Citalopram enhances serotonin activity through selective reuptake inhibition at the neuronal membrane. No head-to-head comparisons of SSRIs exist, though on the basis of metabolism and adverse effects, citalopram is considered the SSRI of choice for patients with head injury.

Escitalopram (Lexapro)

This agent is an SSRI and an S-enantiomer of citalopram that is used for the treatment of depression. Escitalopram enhances serotonin activity because of selective reuptake inhibition at the neuronal membrane. Its mechanism of action is thought to be the potentiation of serotonergic activity in the central nervous system (CNS) through the inhibition of CNS neuronal reuptake of serotonin. The onset of depression relief may occur after 1-2 weeks, which is faster than the relief obtained from other antidepressants.

Fluoxetine (Prozac)

Fluoxetine it selectively inhibits presynaptic serotonin reuptake with minimal or no effect on the reuptake of norepinephrine or dopamine.

Fluoxetine may cause more gastrointestinal adverse effects than other SSRIs now currently available.
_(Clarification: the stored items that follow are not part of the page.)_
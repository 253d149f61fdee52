//! # Action Invariant Definitions & Verification
//!
//! Defines invariants that must hold for every tracked action across all
//! lifecycle transitions. Invariants are checked after every operation during
//! state exploration and can be composed via the `InvariantSet` builder.
//!
//! ## Complexity
//!
//! - Each invariant check is O(n) in the number of tracked actions.
//! - A full verification after each operation is O(k·n) for k invariants.

extern crate std;

use std::string::{String, ToString};
use std::vec::Vec;

use common::ActionState;

use super::{ActionSnapshot, GovernanceSnapshot};

// ── Invariant Trait ──────────────────────────────────────────────────────────

/// A named invariant that can be verified against a state snapshot.
pub trait Invariant {
    /// Human-readable name for error messages.
    fn name(&self) -> &str;

    /// Check the invariant. Returns `Ok(())` on success, `Err(description)` on violation.
    fn check(&self, snapshot: &GovernanceSnapshot) -> Result<(), String>;
}

fn each_action(
    snapshot: &GovernanceSnapshot,
    check: impl Fn(&ActionSnapshot) -> Result<(), String>,
) -> Result<(), String> {
    snapshot.actions.iter().try_for_each(check)
}

// ── Built-in Invariants ──────────────────────────────────────────────────────

/// **Exclusive Terminal Flags**: an action is never both executed and canceled.
pub struct ExecutedCanceledExclusive;

impl Invariant for ExecutedCanceledExclusive {
    fn name(&self) -> &str {
        "!(executed && canceled)"
    }

    fn check(&self, snapshot: &GovernanceSnapshot) -> Result<(), String> {
        each_action(snapshot, |a| {
            if a.record.executed && a.record.canceled {
                return Err(std::format!("Action {} is executed and canceled", a.info.id));
            }
            Ok(())
        })
    }
}

/// **Flags Drive Terminal States**: `canceled` reads as `Canceled`,
/// `executed` reads as `Executed`, and neither state appears without its flag.
pub struct TerminalFlagsMatchState;

impl Invariant for TerminalFlagsMatchState {
    fn name(&self) -> &str {
        "terminal state <=> stored flag"
    }

    fn check(&self, snapshot: &GovernanceSnapshot) -> Result<(), String> {
        each_action(snapshot, |a| {
            let expected = if a.record.canceled {
                Some(ActionState::Canceled)
            } else if a.record.executed {
                Some(ActionState::Executed)
            } else {
                None
            };
            match expected {
                Some(state) if a.state != state => Err(std::format!(
                    "Action {} has flag for {:?} but reads {:?}",
                    a.info.id, state, a.state
                )),
                None if a.state.is_terminal() => Err(std::format!(
                    "Action {} reads {:?} without a stored flag",
                    a.info.id, a.state
                )),
                _ => Ok(()),
            }
        })
    }
}

/// **Queue Marker**: `Approved` actions have no execution time yet, and
/// `Queued`, `Expired` and `Executed` actions always have one.
pub struct QueueMarkerConsistency;

impl Invariant for QueueMarkerConsistency {
    fn name(&self) -> &str {
        "min_execution_time != 0 <=> action was queued"
    }

    fn check(&self, snapshot: &GovernanceSnapshot) -> Result<(), String> {
        each_action(snapshot, |a| {
            let queued = a.record.min_execution_time != 0;
            let consistent = match a.state {
                ActionState::Approved => !queued,
                ActionState::Queued | ActionState::Expired | ActionState::Executed => queued,
                _ => true,
            };
            if !consistent {
                return Err(std::format!(
                    "Action {} reads {:?} with min_execution_time={}",
                    a.info.id, a.state, a.record.min_execution_time
                ));
            }
            Ok(())
        })
    }
}

/// **No Tally Without Casts**: totals stay zero until someone has cast.
pub struct TalliesBackedByCasts;

impl Invariant for TalliesBackedByCasts {
    fn name(&self) -> &str {
        "total > 0 => at least one cast recorded"
    }

    fn check(&self, snapshot: &GovernanceSnapshot) -> Result<(), String> {
        each_action(snapshot, |a| {
            if a.record.total_approvals > 0 && a.approvals_cast == 0 {
                return Err(std::format!(
                    "Action {} has {} approvals but no recorded approver",
                    a.info.id, a.record.total_approvals
                ));
            }
            if a.record.total_disapprovals > 0 && a.disapprovals_cast == 0 {
                return Err(std::format!(
                    "Action {} has {} disapprovals but no recorded disapprover",
                    a.info.id, a.record.total_disapprovals
                ));
            }
            Ok(())
        })
    }
}

/// **Causal Times**: creation is never in the future and the execution time
/// never precedes creation.
pub struct CausalTimestamps;

impl Invariant for CausalTimestamps {
    fn name(&self) -> &str {
        "creation_time <= now && (min_exec == 0 || min_exec >= creation_time)"
    }

    fn check(&self, snapshot: &GovernanceSnapshot) -> Result<(), String> {
        each_action(snapshot, |a| {
            if a.record.creation_time > snapshot.timestamp {
                return Err(std::format!(
                    "Action {} created at {} after now={}",
                    a.info.id, a.record.creation_time, snapshot.timestamp
                ));
            }
            let min_exec = a.record.min_execution_time;
            if min_exec != 0 && min_exec < a.record.creation_time {
                return Err(std::format!(
                    "Action {} executable at {} before creation at {}",
                    a.info.id, min_exec, a.record.creation_time
                ));
            }
            Ok(())
        })
    }
}

/// **Dense Ids**: every tracked id is below the action counter.
pub struct IdsBelowCount;

impl Invariant for IdsBelowCount {
    fn name(&self) -> &str {
        "id < action_count"
    }

    fn check(&self, snapshot: &GovernanceSnapshot) -> Result<(), String> {
        each_action(snapshot, |a| {
            if a.info.id >= snapshot.action_count {
                return Err(std::format!(
                    "Action id {} not below count {}",
                    a.info.id, snapshot.action_count
                ));
            }
            Ok(())
        })
    }
}

/// **Monotonic Time**: The timestamp in a snapshot must not decrease between
/// consecutive checks.
pub struct MonotonicTime;

impl TransitionInvariant for MonotonicTime {
    fn name(&self) -> &str {
        "ledger time never decreases"
    }

    fn check(&self, before: &GovernanceSnapshot, after: &GovernanceSnapshot) -> Result<(), String> {
        if after.timestamp < before.timestamp {
            return Err(std::format!(
                "Time went backwards: {} -> {}",
                before.timestamp, after.timestamp
            ));
        }
        Ok(())
    }
}

// ── Invariant Set ────────────────────────────────────────────────────────────

/// A composable set of invariants that are checked together.
pub struct InvariantSet {
    invariants: Vec<Box<dyn Invariant>>,
}

impl InvariantSet {
    /// Create an empty invariant set.
    pub fn new() -> Self {
        Self {
            invariants: Vec::new(),
        }
    }

    /// Create a set pre-loaded with all built-in action invariants.
    pub fn governance_defaults() -> Self {
        let mut set = Self::new();
        set.add(Box::new(ExecutedCanceledExclusive));
        set.add(Box::new(TerminalFlagsMatchState));
        set.add(Box::new(QueueMarkerConsistency));
        set.add(Box::new(TalliesBackedByCasts));
        set.add(Box::new(CausalTimestamps));
        set.add(Box::new(IdsBelowCount));
        set
    }

    /// Add a custom invariant.
    pub fn add(&mut self, invariant: Box<dyn Invariant>) {
        self.invariants.push(invariant);
    }

    /// Verify all invariants against a snapshot.
    /// Returns a list of (invariant_name, violation_message) for all failures.
    pub fn check_all(&self, snapshot: &GovernanceSnapshot) -> Vec<(String, String)> {
        let mut violations = Vec::new();
        for inv in &self.invariants {
            if let Err(msg) = inv.check(snapshot) {
                violations.push((inv.name().to_string(), msg));
            }
        }
        violations
    }

    /// Assert all invariants hold, panicking with details on violation.
    pub fn assert_all(&self, snapshot: &GovernanceSnapshot) {
        let violations = self.check_all(snapshot);
        if !violations.is_empty() {
            let mut report = String::from("Invariant violations detected:\n");
            for (name, msg) in &violations {
                report.push_str(&std::format!("  ✗ [{}]: {}\n", name, msg));
            }
            panic!("{}", report);
        }
    }

    /// Number of invariants in the set.
    pub fn len(&self) -> usize {
        self.invariants.len()
    }

    /// Whether the set is empty.
    pub fn is_empty(&self) -> bool {
        self.invariants.is_empty()
    }
}

impl Default for InvariantSet {
    fn default() -> Self {
        Self::new()
    }
}

// ── Transition Invariants ────────────────────────────────────────────────────

/// Invariants that verify the relationship between two consecutive snapshots
/// (before and after an operation).
pub trait TransitionInvariant {
    fn name(&self) -> &str;
    fn check(&self, before: &GovernanceSnapshot, after: &GovernanceSnapshot) -> Result<(), String>;
}

fn each_pair(
    before: &GovernanceSnapshot,
    after: &GovernanceSnapshot,
    check: impl Fn(&ActionSnapshot, &ActionSnapshot) -> Result<(), String>,
) -> Result<(), String> {
    for prev in &before.actions {
        if let Some(next) = after.find(prev.info.id) {
            check(prev, next)?;
        }
    }
    Ok(())
}

/// **Terminal Freeze**: once `Executed` or `Canceled`, the stored record and
/// the derived state never change again.
pub struct TerminalStateFrozen;

impl TransitionInvariant for TerminalStateFrozen {
    fn name(&self) -> &str {
        "terminal actions are immutable"
    }

    fn check(&self, before: &GovernanceSnapshot, after: &GovernanceSnapshot) -> Result<(), String> {
        each_pair(before, after, |prev, next| {
            if prev.state.is_terminal() && (prev.record != next.record || prev.state != next.state)
            {
                return Err(std::format!(
                    "Terminal action {} changed: {:?} -> {:?}",
                    prev.info.id, prev.state, next.state
                ));
            }
            Ok(())
        })
    }
}

/// **Monotonic Tallies**: approval and disapproval totals only grow.
pub struct MonotonicTallies;

impl TransitionInvariant for MonotonicTallies {
    fn name(&self) -> &str {
        "tallies never decrease"
    }

    fn check(&self, before: &GovernanceSnapshot, after: &GovernanceSnapshot) -> Result<(), String> {
        each_pair(before, after, |prev, next| {
            if next.record.total_approvals < prev.record.total_approvals
                || next.record.total_disapprovals < prev.record.total_disapprovals
            {
                return Err(std::format!(
                    "Tallies of action {} decreased: ({}, {}) -> ({}, {})",
                    prev.info.id,
                    prev.record.total_approvals,
                    prev.record.total_disapprovals,
                    next.record.total_approvals,
                    next.record.total_disapprovals
                ));
            }
            Ok(())
        })
    }
}

/// **Queue Once**: a non-zero execution time is never rewritten.
pub struct ExecutionTimeSetOnce;

impl TransitionInvariant for ExecutionTimeSetOnce {
    fn name(&self) -> &str {
        "min_execution_time is written at most once"
    }

    fn check(&self, before: &GovernanceSnapshot, after: &GovernanceSnapshot) -> Result<(), String> {
        each_pair(before, after, |prev, next| {
            let was = prev.record.min_execution_time;
            if was != 0 && next.record.min_execution_time != was {
                return Err(std::format!(
                    "Execution time of action {} moved: {} -> {}",
                    prev.info.id, was, next.record.min_execution_time
                ));
            }
            Ok(())
        })
    }
}

/// **Identity Preserved**: the info hash and creation time are fixed at
/// creation, and the counter never shrinks.
pub struct IdentityPreserved;

impl TransitionInvariant for IdentityPreserved {
    fn name(&self) -> &str {
        "info_hash, creation_time and action_count are stable"
    }

    fn check(&self, before: &GovernanceSnapshot, after: &GovernanceSnapshot) -> Result<(), String> {
        if after.action_count < before.action_count {
            return Err(std::format!(
                "Action count decreased: {} -> {}",
                before.action_count, after.action_count
            ));
        }
        each_pair(before, after, |prev, next| {
            if prev.record.info_hash != next.record.info_hash
                || prev.record.creation_time != next.record.creation_time
            {
                return Err(std::format!("Identity of action {} changed", prev.info.id));
            }
            Ok(())
        })
    }
}

/// Composite checker for transition invariants.
pub struct TransitionInvariantSet {
    invariants: Vec<Box<dyn TransitionInvariant>>,
}

impl TransitionInvariantSet {
    pub fn new() -> Self {
        Self {
            invariants: Vec::new(),
        }
    }

    /// Create a set pre-loaded with all built-in transition invariants.
    pub fn governance_defaults() -> Self {
        let mut set = Self::new();
        set.add(Box::new(MonotonicTime));
        set.add(Box::new(TerminalStateFrozen));
        set.add(Box::new(MonotonicTallies));
        set.add(Box::new(ExecutionTimeSetOnce));
        set.add(Box::new(IdentityPreserved));
        set
    }

    pub fn add(&mut self, invariant: Box<dyn TransitionInvariant>) {
        self.invariants.push(invariant);
    }

    pub fn check_all(
        &self,
        before: &GovernanceSnapshot,
        after: &GovernanceSnapshot,
    ) -> Vec<(String, String)> {
        let mut violations = Vec::new();
        for inv in &self.invariants {
            if let Err(msg) = inv.check(before, after) {
                violations.push((inv.name().to_string(), msg));
            }
        }
        violations
    }

    pub fn assert_all(&self, before: &GovernanceSnapshot, after: &GovernanceSnapshot) {
        let violations = self.check_all(before, after);
        if !violations.is_empty() {
            let mut report = String::from("Transition invariant violations:\n");
            for (name, msg) in &violations {
                report.push_str(&std::format!("  ✗ [{}]: {}\n", name, msg));
            }
            panic!("{}", report);
        }
    }
}

impl Default for TransitionInvariantSet {
    fn default() -> Self {
        Self::new()
    }
}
The drug may be administered in 1 dose or in divided doses. The presence of food does not appreciably alter levels of the medication. Fluoxetine may take up to 4-6 weeks to achieve steady state levels, as it has the longest half-life (72 h).

Fluoxetine's long half-life is an advantage and a drawback. If fluoxetine works well, an occasional missed dose is not a problem; if problems occur, eliminating all active metabolites takes a long time. The choice depends on adverse effects and drug interactions. Adverse effects of SSRIs seem to be quite idiosyncratic; thus, relatively few reasons exist to prefer one over another at this point if dosing is started at a conservative level and advanced as tolerated.

Fluvoxamine (Luvox CR)

Fluvoxamine enhances serotonin activity due to selective reuptake inhibition at the neuronal membrane. It does not significantly bind to alpha-adrenergic, histamine, or cholinergic receptors and thus has fewer adverse effects than do tricyclic antidepressants.

Fluvoxamine has been shown to reduce repetitive thoughts, maladaptive behaviors, and aggression and to increase social relatedness and language use.

Sertraline (Zoloft)

Zoloft selectively inhibits presynaptic serotonin reuptake. It is indicated for obsessive-compulsive disorder in children aged 6-17 years.

Paroxetine (Paxil, Pexeva)

This would be unlabeled use. Paroxetine is a potent selective inhibitor of neuronal serotonin reuptake. It also has a weak effect on norepinephrine and dopamine neuronal reuptake.

For maintenance dosing, make dosage adjustments to maintain patient on lowest effective dosage, and reassess the patient periodically to determine the need for continued treatment.